Delphine Bertholon est aussi l’auteur de Twist, de L’effet Larsen et de Grâce.
Extrait choisi
[...]
Il pleut. Il pleut depuis des jours. Elle ne se rappelle même plus la dernière fois qu’il a fait sec ; on dirait la mousson, du mauvais côté de la Terre. Dehors, les trottoirs rutilent comme si jamais personne ne les avait foulés.
Quand la grande restait avec Maman durant le grand sommeil, la petit briquait/lavait/rangeait, une vraie fée du logis (du moins, croyait-elle - elle ne se servait de rien sauf de la balayette, ce n’était pas brillant…). Enfin, le ménage, c’était au début. Quand a-t-elle cessé de jouer les maîtresses de maison, elle ne sait plus très bien. A quatre ans, on n’a pas la notion du temps.
Aujourd’hui, la notion du temps tourne à l’obsession. L’affreux n’est pas qu’il passe mais qu’il ne passe pas, il se loge dans la gorge comme un noyau de pêche jusqu’à vous étouffer.
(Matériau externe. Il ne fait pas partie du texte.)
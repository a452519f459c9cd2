//! Local multiplayer: turn rotation, per-player tallies and winners.

use std::collections::BTreeSet;

use hangman_core::error::GameError;
use serde::{Deserialize, Serialize};

/// Fewest players a multiplayer game accepts.
pub const MIN_PLAYERS: usize = 2;

/// Most players a multiplayer game accepts.
pub const MAX_PLAYERS: usize = 8;

/// One participant.
#[derive(Debug, Clone, PartialEq, Eq, Serialize, Deserialize)]
pub struct Player {
    /// Display name, unique within the game.
    pub name: String,
    /// Points earned across the player's rounds.
    pub score: u32,
    /// Rounds won.
    pub wins: u32,
}

impl Player {
    fn new(name: &str) -> Self {
        Self {
            name: name.to_owned(),
            score: 0,
            wins: 0,
        }
    }
}

/// Final standings of a multiplayer game.
#[derive(Debug, Clone, PartialEq, Eq, Serialize, Deserialize)]
pub struct MultiplayerResult {
    /// Players ordered by score, then wins, best first.
    pub standings: Vec<Player>,
    /// Everyone tied with the leader on both score and wins.
    pub winners: Vec<String>,
}

/// Multiplayer portion of the game state.
#[derive(Debug, Clone, Default, PartialEq, Eq, Serialize, Deserialize)]
pub struct MultiplayerState {
    /// Whether a multiplayer game is in progress.
    pub enabled: bool,
    /// Participants in turn order.
    pub players: Vec<Player>,
    /// Whose turn it is.
    pub current_player_index: usize,
    /// Turns completed so far.
    pub rounds_played: u32,
    /// Rounds each player gets; `None` plays until ended by hand.
    pub total_rounds: Option<u32>,
}

impl MultiplayerState {
    /// Starts a game for `names`, trimmed.
    ///
    /// # Errors
    ///
    /// Returns `GameError::Validation` if there are fewer than two or more
    /// than eight players, a name is blank, two names are equal, or
    /// `total_rounds` is zero.
    pub fn start<S: AsRef<str>>(names: &[S], total_rounds: Option<u32>) -> Result<Self, GameError> {
        if !(MIN_PLAYERS..=MAX_PLAYERS).contains(&names.len()) {
            return Err(GameError::Validation(format!(
                "multiplayer needs {MIN_PLAYERS} to {MAX_PLAYERS} players, got {}",
                names.len()
            )));
        }
        if total_rounds == Some(0) {
            return Err(GameError::Validation(
                "total rounds must be at least 1".to_owned(),
            ));
        }

        let mut unique = BTreeSet::new();
        let mut players = Vec::with_capacity(names.len());
        for name in names {
            let name = name.as_ref().trim();
            if name.is_empty() {
                return Err(GameError::Validation("player name is blank".to_owned()));
            }
            if !unique.insert(name.to_lowercase()) {
                return Err(GameError::Validation(format!(
                    "duplicate player name: {name}"
                )));
            }
            players.push(Player::new(name));
        }

        Ok(Self {
            enabled: true,
            players,
            current_player_index: 0,
            rounds_played: 0,
            total_rounds,
        })
    }

    /// The player whose turn it is, while a game is in progress.
    #[must_use]
    pub fn current_player(&self) -> Option<&Player> {
        if !self.enabled {
            return None;
        }
        self.players.get(self.current_player_index)
    }

    /// Credits the finished round to the current player.
    pub fn record_round(&mut self, won: bool, score: u32) {
        if !self.enabled {
            return;
        }
        if let Some(player) = self.players.get_mut(self.current_player_index) {
            player.score += score;
            player.wins += u32::from(won);
        }
    }

    /// Counts the finished turn and hands play to the next player.
    pub fn advance(&mut self) -> Option<&Player> {
        if !self.enabled || self.players.is_empty() {
            return None;
        }
        self.rounds_played += 1;
        self.current_player_index = (self.current_player_index + 1) % self.players.len();
        self.players.get(self.current_player_index)
    }

    /// Whether advancing from here would complete the last full rotation.
    ///
    /// Unlimited games never end on their own.
    #[must_use]
    pub fn should_end_after_advance(&self) -> bool {
        let Some(total_rounds) = self.total_rounds else {
            return false;
        };
        if self.players.is_empty() {
            return true;
        }
        let completed = (self.rounds_played as usize + 1) / self.players.len();
        completed >= total_rounds as usize
    }

    /// Ranks the players, names the co-winners and ends the game.
    pub fn finish(&mut self) -> MultiplayerResult {
        let mut standings = self.players.clone();
        standings.sort_by(|a, b| b.score.cmp(&a.score).then(b.wins.cmp(&a.wins)));
        let winners = standings
            .first()
            .map(|top| {
                standings
                    .iter()
                    .take_while(|p| p.score == top.score && p.wins == top.wins)
                    .map(|p| p.name.clone())
                    .collect()
            })
            .unwrap_or_default();

        self.enabled = false;
        MultiplayerResult { standings, winners }
    }
}

#[cfg(test)]
mod tests {
    use super::*;

    fn two_players(total_rounds: Option<u32>) -> MultiplayerState {
        MultiplayerState::start(&["Ada", "Grace"], total_rounds).unwrap()
    }

    #[test]
    fn test_start_validates_names() {
        assert!(MultiplayerState::start(&["solo"], None).is_err());
        assert!(MultiplayerState::start(&["a"; 9], None).is_err());
        assert!(MultiplayerState::start(&["Ada", "  "], None).is_err());
        assert!(MultiplayerState::start(&["Ada", "ada"], None).is_err());
        assert!(MultiplayerState::start(&["Ada", "Grace"], Some(0)).is_err());

        let state = MultiplayerState::start(&[" Ada ", "Grace"], Some(3)).unwrap();
        assert!(state.enabled);
        assert_eq!(state.players[0].name, "Ada");
        assert_eq!(state.current_player().unwrap().name, "Ada");
    }

    #[test]
    fn test_advance_rotates_and_counts() {
        let mut state = two_players(None);

        assert_eq!(state.advance().unwrap().name, "Grace");
        assert_eq!(state.advance().unwrap().name, "Ada");
        assert_eq!(state.rounds_played, 2);
        assert_eq!(state.current_player_index, 0);
    }

    #[test]
    fn test_record_round_credits_current_player() {
        let mut state = two_players(None);
        state.record_round(true, 150);
        state.advance();
        state.record_round(false, 0);

        assert_eq!(state.players[0].wins, 1);
        assert_eq!(state.players[0].score, 150);
        assert_eq!(state.players[1].wins, 0);
    }

    #[test]
    fn test_should_end_after_full_rotations() {
        let mut state = two_players(Some(2));
        assert!(!state.should_end_after_advance());
        state.advance();
        assert!(!state.should_end_after_advance());
        state.advance();
        assert!(!state.should_end_after_advance());
        state.advance();
        assert!(state.should_end_after_advance());
    }

    #[test]
    fn test_unlimited_game_never_ends_by_itself() {
        let mut state = two_players(None);
        for _ in 0..100 {
            state.advance();
        }
        assert!(!state.should_end_after_advance());
    }

    #[test]
    fn test_finish_ranks_and_names_co_winners() {
        let mut state = MultiplayerState::start(&["Ada", "Grace", "Linus"], None).unwrap();
        state.players[0].score = 300;
        state.players[0].wins = 2;
        state.players[1].score = 300;
        state.players[1].wins = 2;
        state.players[2].score = 300;
        state.players[2].wins = 1;

        let result = state.finish();

        assert_eq!(result.winners, vec!["Ada".to_owned(), "Grace".to_owned()]);
        assert_eq!(result.standings[2].name, "Linus");
        assert!(!state.enabled);
        assert!(state.current_player().is_none());
    }

    #[test]
    fn test_score_outranks_wins() {
        let mut state = two_players(None);
        state.players[0].score = 100;
        state.players[0].wins = 3;
        state.players[1].score = 200;
        state.players[1].wins = 1;

        assert_eq!(state.finish().winners, vec!["Grace".to_owned()]);
    }
}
Lingette antiseptique, spray anticalcaire, lotion javellisée - on l’assassine tant qu’on peut à s’en rougir les mains mais il est toujours là, sablier de gravats, plein en haut, vide en bas, avec en son milieu un larynx étranglé.
Au cinéma, le métro roulait juste au-dessus de la salle et les murs résonnaient en Dolby Stéréo. Elle s’est demandé ce qu’il arriverait si, tout à coup, le plafond s’écroulait. Impact au troisième rang. Elle a rêvé cette tragédie et vu le wagon compressé dans les fauteuils de velours rouge, le sang noir, les membres arrachés, elle a vu sa sœur en uniforme de secouriste se délecter là au milieu, la grande ramasser un par un les morceaux de la petite comme des champignons, sous le ciel déchiré des étoiles électriques.
Elle en a rêvé tant et tant qu’elle n’a même pas su de quoi le film parlait.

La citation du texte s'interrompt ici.